Requirement: The answer must be every line of the records below that contains the word "longer", copied out.

Records for this task:
============================================================

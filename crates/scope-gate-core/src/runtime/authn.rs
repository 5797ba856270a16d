// crates/scope-gate-core/src/runtime/authn.rs
// ============================================================================
// Module: Scope Gate Token Authentication
// Description: Bearer token gate that binds a principal to the request.
// Purpose: Resolve `Token <value>` headers with lazy, single-use expiry.
// Dependencies: crate::{audit, core, interfaces, runtime}, serde_json, time
// ============================================================================

//! ## Overview
//! The gate runs once per request, before any scoping:
//! 1. an already authenticated request passes through;
//! 2. a missing header, or one without the expected scheme, stays anonymous;
//! 3. an unknown token is rejected as not found;
//! 4. an expired token is deleted, then rejected as expired;
//! 5. a valid token binds its owner, refreshes `last_used_at`, and exempts the
//!    request from anti-forgery checks.
//!
//! Expiry is discovered at use time. The delete in step 4 is unconditional
//! and idempotent, so a retried request sees "not found".

// ============================================================================
// SECTION: Imports
// ============================================================================

use std::sync::Arc;

use serde_json::Map;
use serde_json::Value;
use thiserror::Error;
use time::OffsetDateTime;
use time::format_description::BorrowedFormatItem;
use time::macros::format_description;

use crate::audit::AuditSink;
use crate::audit::NoopAuditSink;
use crate::audit::TokenAuditEvent;
use crate::core::PrincipalId;
use crate::core::TokenValue;
use crate::interfaces::Clock;
use crate::interfaces::CredentialStore;
use crate::interfaces::PrincipalDirectory;
use crate::interfaces::StoreError;
use crate::runtime::clock::SystemClock;
use crate::runtime::context::RequestContext;

// ============================================================================
// SECTION: Constants
// ============================================================================

/// Default authorization scheme.
pub const DEFAULT_TOKEN_SCHEME: &str = "Token";

/// Default maximum header size accepted for token parsing.
pub const DEFAULT_MAX_HEADER_BYTES: usize = 8 * 1024;

/// Expiry timestamp format (`%Y-%m-%dT%H:%M:%S.%f%z`).
#[rustfmt::skip]
const EXPIRY_FORMAT: &[BorrowedFormatItem<'_>] = format_description!("[year]-[month]-[day]T[hour]:[minute]:[second].[subsecond digits:6][offset_hour sign:mandatory][offset_minute]");

// ============================================================================
// SECTION: State
// ============================================================================

/// Authentication state of a request.
#[derive(Debug, Clone, Copy, PartialEq, Eq)]
pub enum AuthState {
    /// No principal bound; the request continues anonymously.
    Unauthenticated,
    /// A token was presented and is being resolved.
    Resolving,
    /// A principal is bound to the request.
    Authenticated,
}

/// Token gate settings.
#[derive(Debug, Clone, PartialEq, Eq)]
pub struct TokenAuthSettings {
    /// Scheme prefix expected before the token value.
    pub scheme: String,
    /// Headers longer than this are treated as carrying no token.
    pub max_header_bytes: usize,
}

impl Default for TokenAuthSettings {
    fn default() -> Self {
        Self {
            scheme: DEFAULT_TOKEN_SCHEME.to_string(),
            max_header_bytes: DEFAULT_MAX_HEADER_BYTES,
        }
    }
}

// ============================================================================
// SECTION: Errors
// ============================================================================

/// Token authentication failures.
#[derive(Debug, Error)]
pub enum TokenAuthError {
    /// The presented token does not exist.
    #[error("token not found")]
    NotFound {
        /// Presented token.
        token: TokenValue,
    },
    /// The token expired; it has been deleted.
    #[error("token expired")]
    Expired {
        /// Presented token.
        token: TokenValue,
        /// Original expiry timestamp.
        expired_at: OffsetDateTime,
    },
    /// The token's owner no longer exists.
    #[error("token owner {owner} not found")]
    OwnerMissing {
        /// Owning principal identifier.
        owner: PrincipalId,
    },
    /// Credential storage failed.
    #[error(transparent)]
    Store(#[from] StoreError),
}

impl TokenAuthError {
    /// Returns the machine-readable error code.
    #[must_use]
    pub const fn code(&self) -> &'static str {
        match self {
            Self::NotFound {
                ..
            } => "TokenNotFound",
            Self::Expired {
                ..
            } => "TokenExpired",
            Self::OwnerMissing {
                ..
            }
            | Self::Store(_) => "InternalError",
        }
    }

    /// Returns the HTTP status code for the error.
    #[must_use]
    pub const fn http_status(&self) -> u16 {
        match self {
            Self::NotFound {
                ..
            } => 404,
            Self::Expired {
                ..
            } => 400,
            Self::OwnerMissing {
                ..
            }
            | Self::Store(_) => 500,
        }
    }

    /// Returns the structured error body.
    ///
    /// Internal failures do not echo storage details.
    #[must_use]
    pub fn body(&self) -> Value {
        let mut body = Map::new();
        body.insert("code".to_string(), Value::from(self.code()));
        match self {
            Self::NotFound {
                token,
            } => {
                body.insert("message".to_string(), Value::from("Token not found."));
                body.insert("token".to_string(), Value::from(token.as_str()));
            }
            Self::Expired {
                token,
                expired_at,
            } => {
                body.insert("message".to_string(), Value::from("Token expired."));
                body.insert("token".to_string(), Value::from(token.as_str()));
                body.insert("expired_at".to_string(), Value::from(format_expiry(*expired_at)));
            }
            Self::OwnerMissing {
                ..
            }
            | Self::Store(_) => {
                body.insert("message".to_string(), Value::from("Authentication failed."));
            }
        }
        Value::Object(body)
    }
}

/// Formats an expiry timestamp as `%Y-%m-%dT%H:%M:%S.%f%z`.
#[must_use]
pub fn format_expiry(at: OffsetDateTime) -> String {
    at.format(EXPIRY_FORMAT).unwrap_or_else(|_| at.unix_timestamp().to_string())
}

// ============================================================================
// SECTION: Authenticator
// ============================================================================

/// Bearer token authentication gate.
#[derive(Clone)]
pub struct TokenAuthenticator {
    /// Credential storage.
    credentials: Arc<dyn CredentialStore>,
    /// Principal lookups for token owners.
    principals: Arc<dyn PrincipalDirectory>,
    /// Clock used for expiry and `last_used_at`.
    clock: Arc<dyn Clock>,
    /// Audit sink for outcomes.
    audit: Arc<dyn AuditSink>,
    /// Gate settings.
    settings: TokenAuthSettings,
}

impl TokenAuthenticator {
    /// Creates a gate using the system clock and no audit sink.
    #[must_use]
    pub fn new(
        credentials: Arc<dyn CredentialStore>,
        principals: Arc<dyn PrincipalDirectory>,
        settings: TokenAuthSettings,
    ) -> Self {
        Self {
            credentials,
            principals,
            clock: Arc::new(SystemClock),
            audit: Arc::new(NoopAuditSink),
            settings,
        }
    }

    /// Replaces the clock.
    #[must_use]
    pub fn with_clock(mut self, clock: Arc<dyn Clock>) -> Self {
        self.clock = clock;
        self
    }

    /// Replaces the audit sink.
    #[must_use]
    pub fn with_audit(mut self, audit: Arc<dyn AuditSink>) -> Self {
        self.audit = audit;
        self
    }

    /// Returns the gate settings.
    #[must_use]
    pub const fn settings(&self) -> &TokenAuthSettings {
        &self.settings
    }

    /// Extracts the token from an authorization header value.
    ///
    /// Returns `None` when the header is oversized or uses another scheme.
    #[must_use]
    pub fn parse_header<'a>(&self, header: &'a str) -> Option<&'a str> {
        if header.len() > self.settings.max_header_bytes {
            return None;
        }
        header.strip_prefix(self.settings.scheme.as_str())?.strip_prefix(' ')
    }

    /// Runs the gate for one request.
    ///
    /// # Errors
    ///
    /// Returns [`TokenAuthError`] when the presented token is unknown,
    /// expired, orphaned, or cannot be checked.
    pub fn authenticate(
        &self,
        ctx: &mut RequestContext,
        header: Option<&str>,
    ) -> Result<AuthState, TokenAuthError> {
        if ctx.is_authenticated() {
            return Ok(AuthState::Authenticated);
        }
        let Some(raw) = header.and_then(|header| self.parse_header(header)) else {
            return Ok(AuthState::Unauthenticated);
        };
        let token = TokenValue::new(raw);
        let outcome = self.resolve(ctx, &token);
        match &outcome {
            Ok(_) => self.audit.record_token(&TokenAuditEvent::new(
                "authenticated",
                &token,
                Some(ctx.principal().id.to_string()),
                None,
            )),
            Err(err) => {
                let label = match err {
                    TokenAuthError::NotFound {
                        ..
                    } => "not_found",
                    TokenAuthError::Expired {
                        ..
                    } => "expired",
                    TokenAuthError::OwnerMissing {
                        ..
                    }
                    | TokenAuthError::Store(_) => "error",
                };
                self.audit.record_token(&TokenAuditEvent::new(
                    label,
                    &token,
                    None,
                    Some(err.code()),
                ));
            }
        }
        outcome
    }

    /// Resolves a presented token (the `Resolving` state).
    fn resolve(
        &self,
        ctx: &mut RequestContext,
        token: &TokenValue,
    ) -> Result<AuthState, TokenAuthError> {
        let Some(credential) = self.credentials.find(token)? else {
            return Err(TokenAuthError::NotFound {
                token: token.clone(),
            });
        };
        let now = self.clock.now();
        if credential.is_expired(now) {
            self.credentials.delete_if_exists(token)?;
            return Err(TokenAuthError::Expired {
                token: token.clone(),
                expired_at: credential.expires_at,
            });
        }
        let Some(principal) = self.principals.load(&credential.owner)? else {
            return Err(TokenAuthError::OwnerMissing {
                owner: credential.owner,
            });
        };
        self.credentials.touch(token, now)?;
        ctx.authenticate(principal);
        ctx.mark_csrf_exempt();
        Ok(AuthState::Authenticated)
    }
}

============================================================

Exercise answer:
    /// Headers longer than this are treated as carrying no token.
    /// The token's owner no longer exists.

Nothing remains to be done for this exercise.